Suvi: I typically start the few days after the previous con. On average, it takes me almost a full year to make my competition piece, but also during this time I make several other costumes for other events. This year I’ve sourced some aluminum rings from Canada just to get started on the chain mail for Eowyn. I have watched many hours of the behind the scenes ‘Lord of the Rings’ cuts and watched the battle scene over and over to get all my reference shots. I’ve even taken my costumes with me to work to work on while I’m at lunch. It’s not uncommon for my coworkers to see me sitting in the cafeteria with chain mail or bits of leather sewing them together by hand.
Clarke Cosplay: I’m a bit of an outlier on this one. My Monster Hunter Altera armor took five and a half months to make, but the one I’m currently building, ZGMF-X10A Gundam Freedom, I’ve been working on for two years and over 700 hours. I plan to complete it this summer. The reason it takes me so long, apart from work schedule and home life (which play a major role in limiting my building time), is I build everything from scratch and by hand and to the highest detail I can possibly achieve. Some cosplayers will use computer software or existing sources to get their templates. I make my own. And where some will use power tools or even go so far as use a laser cutter to cut pieces, I don’t.What do you appreciate about the cosplay community in Colorado?
Suvi: I appreciate the camaraderie in the community. For the most part, people help each other out, stand up for one another, and give tips and advice to people who are just starting out.

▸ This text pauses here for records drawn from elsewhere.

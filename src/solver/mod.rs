#[cfg(feature = "gurobi")]
pub mod gurobi;

#[cfg(feature = "gurobi")]
pub use gurobi::GurobiAdapter;

use std::time::Duration;

use log::{info, warn};
use ndarray::{Array2, Array3};
use typed_index_collections::TiVec;

use crate::error::{Error, Result};
use crate::model::vars::ConvertVars;
use crate::model::{AssembledSystem, VarId};

/// The termination status reported by a solver
#[derive(Debug, Clone, Copy, PartialEq, Eq)]
pub enum SolveStatus {
    Optimal,
    Infeasible,
    Unbounded,
    /// The time limit was reached before optimality was proven
    TimeLimit,
    /// Any other solver specific status code
    Other(i32),
}

/// Limits every adapter must respect
#[derive(Debug, Clone, Copy, Default, PartialEq)]
pub struct SolveLimits {
    pub time_limit: Option<Duration>,
}

/// What a solver returns. `values` may be present even when the status is not optimal.
#[derive(Debug, Clone, PartialEq)]
pub struct SolverOutput {
    pub status: SolveStatus,
    pub values: TiVec<VarId, f64>,
    pub objective: Option<f64>,
}

/// A general integer/linear optimization procedure. Solving blocks the caller until the
/// solver terminates or the time limit in `limits` is hit.
pub trait SolverAdapter {
    fn solve(&mut self, system: &AssembledSystem, limits: &SolveLimits) -> Result<SolverOutput>;
}

/// The resolved decision variables of an optimal solution
#[derive(Debug, Clone, PartialEq)]
pub struct Allocation {
    /// Patients transferred, indexed `(from, to, day)`
    pub transfers: Array3<f64>,
    /// Idle capacity, indexed `(location, day)`
    pub idle: Array2<f64>,
    /// Unmet demand, indexed `(location, day)`
    pub backlog: Array2<f64>,
    pub objective: Option<f64>,
}

impl Allocation {
    /// Reads the solution of `system` from `output`. Only an optimal status yields an allocation.
    pub fn from_output(system: &AssembledSystem, output: SolverOutput) -> Result<Allocation> {
        if output.status != SolveStatus::Optimal {
            warn!(
                "Solver finished run {} with status {:?}",
                system.run_id(),
                output.status
            );
            return Err(Error::SolverStatus(output.status));
        }

        let expected = system.vars().len();
        if output.values.len() != expected {
            return Err(Error::ShapeMismatch {
                what: "solution values",
                expected: vec![expected],
                actual: vec![output.values.len()],
            });
        }

        let vars = system.variables();
        Ok(Allocation {
            transfers: vars.a.convert(&output.values),
            idle: vars.d.convert(&output.values),
            backlog: vars.h.convert(&output.values),
            objective: output.objective,
        })
    }

    /// Transfers with a non-zero value on `day`, as `(from, to, patients)`
    pub fn nonzero_transfers(&self, day: usize) -> impl Iterator<Item = (usize, usize, f64)> + '_ {
        self.transfers
            .indexed_iter()
            .filter(move |((_, _, t), value)| *t == day && **value > 0.0)
            .map(|((i, j, _), value)| (i, j, *value))
    }
}

/// Solves `system` with `adapter` and reads the allocation. The status alone decides
/// whether the result is usable.
pub fn solve<S: SolverAdapter>(
    adapter: &mut S,
    system: &AssembledSystem,
    limits: &SolveLimits,
) -> Result<Allocation> {
    info!(
        "Solving run {} (time limit: {:?})",
        system.run_id(),
        limits.time_limit
    );
    let output = adapter.solve(system, limits)?;
    let allocation = Allocation::from_output(system, output)?;
    info!(
        "Run {} solved to optimality, objective = {:?}",
        system.run_id(),
        allocation.objective
    );
    Ok(allocation)
}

Clarke Cosplay: I appreciate how close of a community we are. There are many conventions across the state throughout the year, most being along the front range, so there’s plenty of opportunity to see each other. Cons in Colorado are like family reunions. Sure, we may not know a part of the family very well, but we’re still family. Outside of cons, there is a strong online presence, primarily through Facebook. The “Colorado Cosplay” Facebook community is 3,200 members strong, and has been running as a vital part of our community for the last eight and a half years.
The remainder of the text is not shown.